Eoin Taylor was a runner-up in the Belfast Telegraph's Making The Difference awards Spirit of Youth category after he gathered 125,000 signatures in an online campaign to keep paediatric cardiac surgery services in Belfast. He also met Mr Poots last year to present his petition and make the case for saving the vital facility. But Northern Ireland's Health and Social Care Board has recommended operations for youngsters with birth defects should take place in the Republic. Eoin said that in future, children born with a congenital heart defect (CHD) will not have the same chance for survival as he did.

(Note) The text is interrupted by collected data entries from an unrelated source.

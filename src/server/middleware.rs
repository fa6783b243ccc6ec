use axum::extract::Request;
use axum::middleware::Next;
use axum::response::Response;
use std::time::Instant;

/// Logs method, path, status and latency of every request.
pub async fn log_requests(request: Request, next: Next) -> Response {
    let method = request.method().clone();
    let path = request.uri().path().to_string();
    let start = Instant::now();

    let response = next.run(request).await;

    tracing::info!(
        method = %method,
        path = %path,
        status = response.status().as_u16(),
        latency_ms = start.elapsed().as_millis() as u64,
        "Handled request"
    );

    response
}
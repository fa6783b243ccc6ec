// Domain layer: record types, the fixed name tables and the ports the loader depends on.

pub mod model;
pub mod names;
pub mod ports;
use crate::utils::error::Result;

pub trait Storage: Send + Sync {
    fn read_file(&self, path: &str) -> impl std::future::Future<Output = Result<Vec<u8>>> + Send;
}

pub trait ConfigProvider: Send + Sync {
    fn data_dir(&self) -> &str;
    fn monthly_file(&self) -> &str;
    fn daily_file(&self) -> &str;
    fn public_url(&self) -> Option<&str>;
}
use crate::utils::error::{ApiError, Result};
use std::net::SocketAddr;
use url::Url;

pub trait Validate {
    fn validate(&self) -> Result<()>;
}

pub fn validate_url(field_name: &str, url_str: &str) -> Result<()> {
    if url_str.is_empty() {
        return Err(ApiError::InvalidConfigValueError {
            field: field_name.to_string(),
            value: url_str.to_string(),
            reason: "URL cannot be empty".to_string(),
        });
    }

    match Url::parse(url_str) {
        Ok(url) => match url.scheme() {
            "http" | "https" => Ok(()),
            scheme => Err(ApiError::InvalidConfigValueError {
                field: field_name.to_string(),
                value: url_str.to_string(),
                reason: format!("Unsupported URL scheme: {}", scheme),
            }),
        },
        Err(e) => Err(ApiError::InvalidConfigValueError {
            field: field_name.to_string(),
            value: url_str.to_string(),
            reason: format!("Invalid URL format: {}", e),
        }),
    }
}

pub fn validate_path(field_name: &str, path: &str) -> Result<()> {
    if path.is_empty() {
        return Err(ApiError::InvalidConfigValueError {
            field: field_name.to_string(),
            value: path.to_string(),
            reason: "Path cannot be empty".to_string(),
        });
    }

    if path.contains('\0') {
        return Err(ApiError::InvalidConfigValueError {
            field: field_name.to_string(),
            value: path.to_string(),
            reason: "Path contains null bytes".to_string(),
        });
    }

    Ok(())
}

pub fn validate_socket_addr(field_name: &str, addr: &str) -> Result<SocketAddr> {
    addr.parse::<SocketAddr>()
        .map_err(|e| ApiError::InvalidConfigValueError {
            field: field_name.to_string(),
            value: addr.to_string(),
            reason: format!("Invalid socket address: {}", e),
        })
}

pub fn validate_file_extension(field_name: &str, file: &str, allowed_extensions: &[&str]) -> Result<()> {
    match std::path::Path::new(file)
        .extension()
        .and_then(|ext| ext.to_str())
    {
        Some(extension) if allowed_extensions.contains(&extension.to_lowercase().as_str()) => Ok(()),
        Some(extension) => Err(ApiError::InvalidConfigValueError {
            field: field_name.to_string(),
            value: file.to_string(),
            reason: format!(
                "Unsupported file extension: {}. Allowed extensions: {}",
                extension,
                allowed_extensions.join(", ")
            ),
        }),
        None => Err(ApiError::InvalidConfigValueError {
            field: field_name.to_string(),
            value: file.to_string(),
            reason: "File has no extension or invalid filename".to_string(),
        }),
    }
}
use crate::core::MessageResponse;
use crate::domain::names::{MONTHS, WEEKDAYS};
use crate::server::AppState;
use crate::utils::error::{ApiError, Result};
use axum::extract::{Host, Query, State};
use axum::http::HeaderMap;
use axum::Json;
use serde_json::{json, Value};

/// Decoded query string pairs, in request order.
type QueryPairs = Vec<(String, String)>;

/// Welcome payload with usage notes and one example link per endpoint.
pub async fn root(
    State(state): State<AppState>,
    host: Option<Host>,
    headers: HeaderMap,
) -> Json<Value> {
    let host = host.as_ref().map(|Host(host)| host.as_str());
    let base_url = base_url(state.public_url.as_deref(), host, &headers);
    let month = MONTHS.first();
    let day = WEEKDAYS.first();

    Json(json!({
        "Mensaje": "Bienvenido a la API de películas.",
        "Instrucciones Mes y Dia": [
            "Usa los endpoints:",
            "/peliculas/mes/?mes=nombre_del_mes",
            "/peliculas/dia/?dia=nombre_del_dia para obtener datos."
        ],
        "Links Ejemplo": [
            { "Para Mes": month, "url": format!("{}/peliculas/mes/?mes={}", base_url, month) },
            { "Para Dia": day, "url": format!("{}/peliculas/dia/?dia={}", base_url, day) }
        ]
    }))
}

pub async fn movies_by_month(
    State(state): State<AppState>,
    Query(pairs): Query<QueryPairs>,
) -> Result<Json<MessageResponse>> {
    let mes = required_param(&pairs, "mes")?;

    let result = state.queries.count_by_month(mes)?;
    Ok(Json(MessageResponse::for_month(result.name, result.count)))
}

pub async fn movies_by_weekday(
    State(state): State<AppState>,
    Query(pairs): Query<QueryPairs>,
) -> Result<Json<MessageResponse>> {
    let dia = required_param(&pairs, "dia")?;

    let result = state.queries.count_by_weekday(dia)?;
    Ok(Json(MessageResponse::for_weekday(result.name, result.count)))
}

/// Value of `name`; when the parameter is repeated the last occurrence wins.
fn required_param<'a>(pairs: &'a [(String, String)], name: &str) -> Result<&'a str> {
    pairs
        .iter()
        .rev()
        .find(|(key, _)| key == name)
        .map(|(_, value)| value.as_str())
        .ok_or_else(|| ApiError::MissingParameter {
            name: name.to_string(),
        })
}

/// `scheme://host` of the incoming request, unless a public URL is configured.
fn base_url(public_url: Option<&str>, host: Option<&str>, headers: &HeaderMap) -> String {
    if let Some(url) = public_url {
        return url.to_string();
    }

    let scheme = headers
        .get("x-forwarded-proto")
        .and_then(|v| v.to_str().ok())
        .unwrap_or("http");

    format!("{}://{}", scheme, host.unwrap_or("localhost"))
}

He said: "This recommendation is spitting in the graves of the CHD children who didn't make it. I want children in the future to have the same chance I did and I don't think it's fair, especially on the families.
"There's many babies that will be born with heart problems and they won't have enough time to travel all the way to Dublin for emergency treatment. They could be dead or really critical by the time they get to Dublin."
Whilst the recommendations have yet to be rubber-stamped, it is expected the Health Minister will back the board's recommendations and will announce his decision in the coming weeks.
If it is approved, then children who require heart surgery will be sent to to Our Lady's Children's Hospital in Dublin. The Republic's Health Minister also said he would approve the decision.
Eoin said: "I don't think a lot of people will support Mr Poots if he backs this stupid decision.
"I think Poots should arrange another meeting with parents and families and see what they prefer, and listen to them – hopefully that will help him make his final decision. It wouldn't be any use listening to the business people.
"As far as I'm concerned this isn't over yet and I will continue to fight this. There are many families who are fighting this and we feel like this campaign has made us one big family. We will fight this together."
Last year a consultation was launched after the Royal Belfast Hospital for Sick Children was deemed unsustainable due to the low numbers of patients being treated, 90 each year. Centres must perform a minimum of 400 children's surgical procedures each year to maintain skills, a review said, and the volume is decreasing. Support cardiology services in Northern Ireland will be enhanced.